Now we come to a gentleman who has been stealing the political limelight in the USA and the world since he won the US presidency in 2016. Donald Trump burst into the real estate business of New York after the death of his father, Fred Trump, in 1999. Fred, a rabid racist and erstwhile member of the KKK, took his son, Donald under his vulturine wings, teaching him how to successfully prey on the poor and the needy in the real estate markets of Manhattan and Queens, New York.
In complete contrast, Tiger’s father, Earl Woods, a Vietnam war veteran, spent most of his leisure hours after retirement coaching his son in the game he loved, starting when Tiger was three-years-old.
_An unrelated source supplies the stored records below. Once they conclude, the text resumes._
//! Crane-space geometry.
//!
//! All coordinates are integer millimetres in the yard frame. `z` is the hoist
//! height above the yard floor.

use serde::{Deserialize, Serialize};

/// A point in crane space.
#[derive(Debug, Clone, Copy, PartialEq, Eq, Hash, Default, Serialize, Deserialize)]
pub struct Position {
    /// Bridge travel axis.
    pub x: i32,
    /// Trolley travel axis.
    pub y: i32,
    /// Hoist axis.
    pub z: i32,
}

impl Position {
    /// Create a new position.
    #[must_use]
    pub const fn new(x: i32, y: i32, z: i32) -> Self {
        Self { x, y, z }
    }

    /// Return this position with the hoist axis replaced.
    #[must_use]
    pub const fn with_z(self, z: i32) -> Self {
        Self { z, ..self }
    }

    /// Move toward `goal` by at most `step` on each axis without overshooting.
    #[must_use]
    pub fn approach(self, goal: Self, step: AxisStep) -> Self {
        Self {
            x: approach_axis(self.x, goal.x, step.x),
            y: approach_axis(self.y, goal.y, step.y),
            z: approach_axis(self.z, goal.z, step.z),
        }
    }
}

fn approach_axis(current: i32, goal: i32, step: u32) -> i32 {
    let step = i64::from(step);
    let diff = i64::from(goal) - i64::from(current);
    let moved = i64::from(current) + diff.clamp(-step, step);
    // `moved` lies between `current` and `goal`, both of which are i32.
    i32::try_from(moved).unwrap_or(goal)
}

/// Maximum per-tick travel on each axis.
#[derive(Debug, Clone, Copy, PartialEq, Eq, Serialize, Deserialize)]
pub struct AxisStep {
    /// Millimetres per tick along x.
    pub x: u32,
    /// Millimetres per tick along y.
    pub y: u32,
    /// Millimetres per tick along z.
    pub z: u32,
}

impl AxisStep {
    /// Create a new per-axis step.
    #[must_use]
    pub const fn new(x: u32, y: u32, z: u32) -> Self {
        Self { x, y, z }
    }
}

/// Axis-aligned box of reachable positions.
#[derive(Debug, Clone, Copy, PartialEq, Eq, Serialize, Deserialize)]
pub struct Bounds {
    /// Lowest corner.
    pub min: Position,
    /// Highest corner.
    pub max: Position,
}

impl Bounds {
    /// Create new bounds from two corners.
    #[must_use]
    pub const fn new(min: Position, max: Position) -> Self {
        Self { min, max }
    }

    /// Returns true if `min` does not exceed `max` on any axis.
    #[must_use]
    pub const fn is_ordered(&self) -> bool {
        self.min.x <= self.max.x && self.min.y <= self.max.y && self.min.z <= self.max.z
    }

    /// Clamp a position into the box.
    ///
    /// The bounds must be ordered.
    #[must_use]
    pub fn clamp(&self, p: Position) -> Position {
        Position {
            x: p.x.clamp(self.min.x, self.max.x),
            y: p.y.clamp(self.min.y, self.max.y),
            z: p.z.clamp(self.min.z, self.max.z),
        }
    }

    /// Check whether the position lies inside the box.
    #[must_use]
    pub fn contains(&self, p: Position) -> bool {
        self.clamp(p) == p
    }
}

/// Physical dimensions of an item.
#[derive(Debug, Clone, Copy, PartialEq, Eq, Default, Serialize, Deserialize)]
pub struct Dimensions {
    /// Length in millimetres.
    pub length: u32,
    /// Width in millimetres.
    pub width: u32,
    /// Thickness in millimetres.
    pub thickness: u32,
    /// Weight in kilograms.
    pub weight: u32,
}

impl Dimensions {
    /// Create new dimensions.
    #[must_use]
    pub const fn new(length: u32, width: u32, thickness: u32, weight: u32) -> Self {
        Self {
            length,
            width,
            thickness,
            weight,
        }
    }
}

#[cfg(test)]
mod tests {
    use super::*;

    #[test]
    fn approach_never_overshoots() {
        let start = Position::new(0, 0, 1000);
        let goal = Position::new(150, -500, 1040);
        let next = start.approach(goal, AxisStep::new(200, 200, 80));
        assert_eq!(next, Position::new(150, -200, 1040));
    }

    #[test]
    fn approach_reaches_goal_eventually() {
        let goal = Position::new(1000, 1000, 2000);
        let mut p = Position::new(0, 0, 0);
        for _ in 0..100 {
            p = p.approach(goal, AxisStep::new(200, 200, 80));
        }
        assert_eq!(p, goal);
    }

    #[test]
    fn approach_with_zero_step_stays() {
        let p = Position::new(5, 5, 5);
        assert_eq!(p.approach(Position::new(9, 9, 9), AxisStep::new(0, 0, 0)), p);
    }

    #[test]
    fn bounds_ordering() {
        let bounds = Bounds::new(Position::new(0, 0, 0), Position::new(10_000, 5_000, 6_000));
        assert!(bounds.is_ordered());
        assert!(Bounds::new(Position::new(1, 1, 1), Position::new(1, 1, 1)).is_ordered());
        assert!(!Bounds::new(Position::new(0, 6_000, 0), Position::new(10_000, 5_000, 6_000)).is_ordered());
    }

    #[test]
    fn bounds_clamp() {
        let bounds = Bounds::new(Position::new(0, 0, 0), Position::new(10_000, 5_000, 6_000));
        assert_eq!(
            bounds.clamp(Position::new(-5, 7_000, 3_000)),
            Position::new(0, 5_000, 3_000)
        );
        assert!(bounds.contains(Position::new(1, 1, 1)));
        assert!(!bounds.contains(Position::new(1, 1, 7_000)));
    }
}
By the time Donald decided to enter politics in 2015, he had a real estate portfolio valued by Forbes at $ 2.5 billion. While amassing his wealth, he has been involved in thousands of lawsuits, ranging from legal battles with casino patrons to personal defamation and million-dollar real estate and taxation fraud suits, at least 23 sexual harassment and assault cases, and six bankruptcies in federal and state courts. Trump is a self-confessed sexual predator, a pervert who bragged that he took advantage of his ownership of international beauty pageants to burst into the dressing rooms of half-naked participants, often teenagers, without warning.
In 2010, Tiger hit the headlines, when his marriage of six years to Elin Nordegren ended in divorce, following months of lurid speculation about his extra marital affairs. Elin showed her wrath when she learnt of his infidelity with the judicious use of a 9-iron on the back window of the car Tiger was driving near their home in Orlando, Florida. Tiger lost control of the car, which crashed into a tree; he was not seriously injured.
They decided on a divorce later in 2010, with Elin being awarded a most generous settlement. They remain, as Tiger puts it, best friends, sharing custody of their two kids, daughter Sam and son Charlie. They are dedicated parents and have both moved on with their personal lives.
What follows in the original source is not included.